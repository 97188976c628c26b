//! Global configuration for the genre classifier
//!
//! Configuration is stored as YAML.
//! Default location: ~/.config/genre-classifier/config.yaml

use anyhow::{Context, Result};
use serde::{Deserialize, Serialize};
use std::path::{Path, PathBuf};

use crate::features::FeatureParams;
use crate::inference::{LabelSet, GTZAN_GENRES};

/// Root configuration structure
#[derive(Debug, Clone, Serialize, Deserialize)]
#[serde(default)]
pub struct Config {
    /// Feature pipeline constants (must match the trained classifier)
    pub pipeline: FeatureParams,
    /// Result display settings
    pub display: DisplayConfig,
    /// Classifier artifact location
    pub model: ModelConfig,
    /// Extraction worker settings
    pub worker: WorkerConfig,
    /// Ordered genre labels, one per classifier output
    pub labels: Vec<String>,
}

impl Default for Config {
    fn default() -> Self {
        Self {
            pipeline: FeatureParams::default(),
            display: DisplayConfig::default(),
            model: ModelConfig::default(),
            worker: WorkerConfig::default(),
            labels: GTZAN_GENRES.iter().map(|s| s.to_string()).collect(),
        }
    }
}

impl Config {
    /// Build the label set from the configured label list
    pub fn label_set(&self) -> std::result::Result<LabelSet, crate::inference::InferenceError> {
        LabelSet::new(self.labels.clone())
    }
}

/// Display configuration section
#[derive(Debug, Clone, Serialize, Deserialize)]
#[serde(default)]
pub struct DisplayConfig {
    /// Number of ranked genres shown (top-K)
    pub top_k: usize,
}

impl Default for DisplayConfig {
    fn default() -> Self {
        Self { top_k: 5 }
    }
}

/// Classifier model configuration section
#[derive(Debug, Clone, Serialize, Deserialize)]
#[serde(default)]
pub struct ModelConfig {
    /// Local path to the ONNX classifier
    pub path: Option<PathBuf>,
    /// Download URL used when no local path is available
    pub url: Option<String>,
    /// Name of the classifier's input tensor
    pub input_name: String,
}

impl Default for ModelConfig {
    fn default() -> Self {
        Self {
            path: None,
            url: None,
            input_name: String::from("input"),
        }
    }
}

/// Where feature extraction runs
#[derive(Debug, Clone, Copy, PartialEq, Eq, Serialize, Deserialize, Default)]
#[serde(rename_all = "lowercase")]
pub enum WorkerIsolation {
    /// Dedicated background thread
    #[default]
    Thread,
    /// Background thread that runs each request in a child process
    Subprocess,
}

impl WorkerIsolation {
    /// Display name for logs
    pub fn display_name(&self) -> &'static str {
        match self {
            Self::Thread => "thread",
            Self::Subprocess => "subprocess",
        }
    }
}

/// Extraction worker configuration section
#[derive(Debug, Clone, Default, Serialize, Deserialize)]
#[serde(default)]
pub struct WorkerConfig {
    /// Isolation mode for the extraction worker
    pub isolation: WorkerIsolation,
}

/// Get the default config file path
///
/// Returns: ~/.config/genre-classifier/config.yaml
pub fn default_config_path() -> PathBuf {
    dirs::config_dir()
        .unwrap_or_else(|| PathBuf::from("."))
        .join("genre-classifier")
        .join("config.yaml")
}

/// Load configuration from a YAML file
///
/// If the file doesn't exist, returns default config.
/// If the file exists but is invalid, logs a warning and returns default config.
pub fn load_config(path: &Path) -> Config {
    log::info!("load_config: Loading from {:?}", path);

    if !path.exists() {
        log::info!("load_config: Config file doesn't exist, using defaults");
        return Config::default();
    }

    match std::fs::read_to_string(path) {
        Ok(contents) => match serde_yaml::from_str::<Config>(&contents) {
            Ok(config) => {
                if let Err(e) = config.pipeline.validate() {
                    log::warn!("load_config: Invalid pipeline section: {}, using defaults", e);
                    return Config::default();
                }
                log::info!(
                    "load_config: Loaded config - {} Hz, {} bands x {} frames, {} labels",
                    config.pipeline.target_rate,
                    config.pipeline.mel_bands,
                    config.pipeline.frame_count,
                    config.labels.len()
                );
                config
            }
            Err(e) => {
                log::warn!("load_config: Failed to parse config: {}, using defaults", e);
                Config::default()
            }
        },
        Err(e) => {
            log::warn!("load_config: Failed to read config file: {}, using defaults", e);
            Config::default()
        }
    }
}

/// Save configuration to a YAML file
///
/// Creates parent directories if they don't exist.
pub fn save_config(config: &Config, path: &Path) -> Result<()> {
    log::info!("save_config: Saving to {:?}", path);

    if let Some(parent) = path.parent() {
        std::fs::create_dir_all(parent)
            .with_context(|| format!("Failed to create config directory: {:?}", parent))?;
    }

    let yaml = serde_yaml::to_string(config)
        .context("Failed to serialize config to YAML")?;

    std::fs::write(path, yaml)
        .with_context(|| format!("Failed to write config file: {:?}", path))?;

    log::info!("save_config: Config saved successfully");
    Ok(())
}

#[cfg(test)]
mod tests {
    use super::*;

    #[test]
    fn test_default_config() {
        let config = Config::default();
        assert_eq!(config.pipeline.target_rate, 22050);
        assert_eq!(config.pipeline.mel_bands, 64);
        assert_eq!(config.pipeline.frame_count, 96);
        assert_eq!(config.pipeline.frame_size, 2048);
        assert_eq!(config.pipeline.hop_size, 1024);
        assert_eq!(config.display.top_k, 5);
        assert_eq!(config.labels.len(), 10);
        assert_eq!(config.worker.isolation, WorkerIsolation::Thread);
    }

    #[test]
    fn test_padding_floor_derived_from_epsilon() {
        let config = Config::default();
        assert_eq!(config.pipeline.padding_floor(), -60.0);
    }

    #[test]
    fn test_yaml_roundtrip() {
        let mut config = Config::default();
        config.display.top_k = 3;
        config.worker.isolation = WorkerIsolation::Subprocess;
        config.labels = vec!["ambient".into(), "techno".into()];

        let yaml = serde_yaml::to_string(&config).unwrap();
        assert!(yaml.contains("isolation: subprocess"));
        let parsed: Config = serde_yaml::from_str(&yaml).unwrap();

        assert_eq!(parsed.display.top_k, 3);
        assert_eq!(parsed.worker.isolation, WorkerIsolation::Subprocess);
        assert_eq!(parsed.labels, vec!["ambient".to_string(), "techno".to_string()]);
    }

    #[test]
    fn test_partial_yaml_uses_defaults() {
        let parsed: Config = serde_yaml::from_str("display:\n  top_k: 2\n").unwrap();
        assert_eq!(parsed.display.top_k, 2);
        assert_eq!(parsed.pipeline.mel_bands, 64);
        assert_eq!(parsed.model.input_name, "input");
    }

    #[test]
    fn test_load_missing_file_returns_defaults() {
        let dir = tempfile::tempdir().unwrap();
        let config = load_config(&dir.path().join("absent.yaml"));
        assert_eq!(config.pipeline.frame_count, 96);
    }

    #[test]
    fn test_load_rejects_invalid_pipeline() {
        let dir = tempfile::tempdir().unwrap();
        let path = dir.path().join("config.yaml");
        std::fs::write(&path, "pipeline:\n  hop_size: 4096\n  frame_size: 1024\n").unwrap();
        let config = load_config(&path);
        assert_eq!(config.pipeline.hop_size, 1024);
    }

    #[test]
    fn test_save_then_load() {
        let dir = tempfile::tempdir().unwrap();
        let path = dir.path().join("nested").join("config.yaml");
        let mut config = Config::default();
        config.model.input_name = String::from("melspectrogram");
        save_config(&config, &path).unwrap();

        let loaded = load_config(&path);
        assert_eq!(loaded.model.input_name, "melspectrogram");
    }
}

Problem to solve - Everything in the listing above should be duplicated exactly.

Answer for this exercise -
repository 97188976c628c26b
//! Global configuration for the genre classifier
//!
//! Configuration is stored as YAML.
//! Default location: ~/.config/genre-classifier/config.yaml

use anyhow::{Context, Result};
use serde::{Deserialize, Serialize};
use std::path::{Path, PathBuf};

use crate::features::FeatureParams;
use crate::inference::{LabelSet, GTZAN_GENRES};

/// Root configuration structure
#[derive(Debug, Clone, Serialize, Deserialize)]
#[serde(default)]
pub struct Config {
    /// Feature pipeline constants (must match the trained classifier)
    pub pipeline: FeatureParams,
    /// Result display settings
    pub display: DisplayConfig,
    /// Classifier artifact location
    pub model: ModelConfig,
    /// Extraction worker settings
    pub worker: WorkerConfig,
    /// Ordered genre labels, one per classifier output
    pub labels: Vec<String>,
}

impl Default for Config {
    fn default() -> Self {
        Self {
            pipeline: FeatureParams::default(),
            display: DisplayConfig::default(),
            model: ModelConfig::default(),
            worker: WorkerConfig::default(),
            labels: GTZAN_GENRES.iter().map(|s| s.to_string()).collect(),
        }
    }
}

impl Config {
    /// Build the label set from the configured label list
    pub fn label_set(&self) -> std::result::Result<LabelSet, crate::inference::InferenceError> {
        LabelSet::new(self.labels.clone())
    }
}

/// Display configuration section
#[derive(Debug, Clone, Serialize, Deserialize)]
#[serde(default)]
pub struct DisplayConfig {
    /// Number of ranked genres shown (top-K)
    pub top_k: usize,
}

impl Default for DisplayConfig {
    fn default() -> Self {
        Self { top_k: 5 }
    }
}

/// Classifier model configuration section
#[derive(Debug, Clone, Serialize, Deserialize)]
#[serde(default)]
pub struct ModelConfig {
    /// Local path to the ONNX classifier
    pub path: Option<PathBuf>,
    /// Download URL used when no local path is available
    pub url: Option<String>,
    /// Name of the classifier's input tensor
    pub input_name: String,
}

impl Default for ModelConfig {
    fn default() -> Self {
        Self {
            path: None,
            url: None,
            input_name: String::from("input"),
        }
    }
}

/// Where feature extraction runs
#[derive(Debug, Clone, Copy, PartialEq, Eq, Serialize, Deserialize, Default)]
#[serde(rename_all = "lowercase")]
pub enum WorkerIsolation {
    /// Dedicated background thread
    #[default]
    Thread,
    /// Background thread that runs each request in a child process
    Subprocess,
}

impl WorkerIsolation {
    /// Display name for logs
    pub fn display_name(&self) -> &'static str {
        match self {
            Self::Thread => "thread",
            Self::Subprocess => "subprocess",
        }
    }
}

/// Extraction worker configuration section
#[derive(Debug, Clone, Default, Serialize, Deserialize)]
#[serde(default)]
pub struct WorkerConfig {
    /// Isolation mode for the extraction worker
    pub isolation: WorkerIsolation,
}

/// Get the default config file path
///
/// Returns: ~/.config/genre-classifier/config.yaml
pub fn default_config_path() -> PathBuf {
    dirs::config_dir()
        .unwrap_or_else(|| PathBuf::from("."))
        .join("genre-classifier")
        .join("config.yaml")
}

/// Load configuration from a YAML file
///
/// If the file doesn't exist, returns default config.
/// If the file exists but is invalid, logs a warning and returns default config.
pub fn load_config(path: &Path) -> Config {
    log::info!("load_config: Loading from {:?}", path);

    if !path.exists() {
        log::info!("load_config: Config file doesn't exist, using defaults");
        return Config::default();
    }

    match std::fs::read_to_string(path) {
        Ok(contents) => match serde_yaml::from_str::<Config>(&contents) {
            Ok(config) => {
                if let Err(e) = config.pipeline.validate() {
                    log::warn!("load_config: Invalid pipeline section: {}, using defaults", e);
                    return Config::default();
                }
                log::info!(
                    "load_config: Loaded config - {} Hz, {} bands x {} frames, {} labels",
                    config.pipeline.target_rate,
                    config.pipeline.mel_bands,
                    config.pipeline.frame_count,
                    config.labels.len()
                );
                config
            }
            Err(e) => {
                log::warn!("load_config: Failed to parse config: {}, using defaults", e);
                Config::default()
            }
        },
        Err(e) => {
            log::warn!("load_config: Failed to read config file: {}, using defaults", e);
            Config::default()
        }
    }
}

/// Save configuration to a YAML file
///
/// Creates parent directories if they don't exist.
pub fn save_config(config: &Config, path: &Path) -> Result<()> {
    log::info!("save_config: Saving to {:?}", path);

    if let Some(parent) = path.parent() {
        std::fs::create_dir_all(parent)
            .with_context(|| format!("Failed to create config directory: {:?}", parent))?;
    }

    let yaml = serde_yaml::to_string(config)
        .context("Failed to serialize config to YAML")?;

    std::fs::write(path, yaml)
        .with_context(|| format!("Failed to write config file: {:?}", path))?;

    log::info!("save_config: Config saved successfully");
    Ok(())
}

#[cfg(test)]
mod tests {
    use super::*;

    #[test]
    fn test_default_config() {
        let config = Config::default();
        assert_eq!(config.pipeline.target_rate, 22050);
        assert_eq!(config.pipeline.mel_bands, 64);
        assert_eq!(config.pipeline.frame_count, 96);
        assert_eq!(config.pipeline.frame_size, 2048);
        assert_eq!(config.pipeline.hop_size, 1024);
        assert_eq!(config.display.top_k, 5);
        assert_eq!(config.labels.len(), 10);
        assert_eq!(config.worker.isolation, WorkerIsolation::Thread);
    }

    #[test]
    fn test_padding_floor_derived_from_epsilon() {
        let config = Config::default();
        assert_eq!(config.pipeline.padding_floor(), -60.0);
    }

    #[test]
    fn test_yaml_roundtrip() {
        let mut config = Config::default();
        config.display.top_k = 3;
        config.worker.isolation = WorkerIsolation::Subprocess;
        config.labels = vec!["ambient".into(), "techno".into()];

        let yaml = serde_yaml::to_string(&config).unwrap();
        assert!(yaml.contains("isolation: subprocess"));
        let parsed: Config = serde_yaml::from_str(&yaml).unwrap();

        assert_eq!(parsed.display.top_k, 3);
        assert_eq!(parsed.worker.isolation, WorkerIsolation::Subprocess);
        assert_eq!(parsed.labels, vec!["ambient".to_string(), "techno".to_string()]);
    }

    #[test]
    fn test_partial_yaml_uses_defaults() {
        let parsed: Config = serde_yaml::from_str("display:\n  top_k: 2\n").unwrap();
        assert_eq!(parsed.display.top_k, 2);
        assert_eq!(parsed.pipeline.mel_bands, 64);
        assert_eq!(parsed.model.input_name, "input");
    }

    #[test]
    fn test_load_missing_file_returns_defaults() {
        let dir = tempfile::tempdir().unwrap();
        let config = load_config(&dir.path().join("absent.yaml"));
        assert_eq!(config.pipeline.frame_count, 96);
    }

    #[test]
    fn test_load_rejects_invalid_pipeline() {
        let dir = tempfile::tempdir().unwrap();
        let path = dir.path().join("config.yaml");
        std::fs::write(&path, "pipeline:\n  hop_size: 4096\n  frame_size: 1024\n").unwrap();
        let config = load_config(&path);
        assert_eq!(config.pipeline.hop_size, 1024);
    }

    #[test]
    fn test_save_then_load() {
        let dir = tempfile::tempdir().unwrap();
        let path = dir.path().join("nested").join("config.yaml");
        let mut config = Config::default();
        config.model.input_name = String::from("melspectrogram");
        save_config(&config, &path).unwrap();

        let loaded = load_config(&path);
        assert_eq!(loaded.model.input_name, "melspectrogram");
    }
}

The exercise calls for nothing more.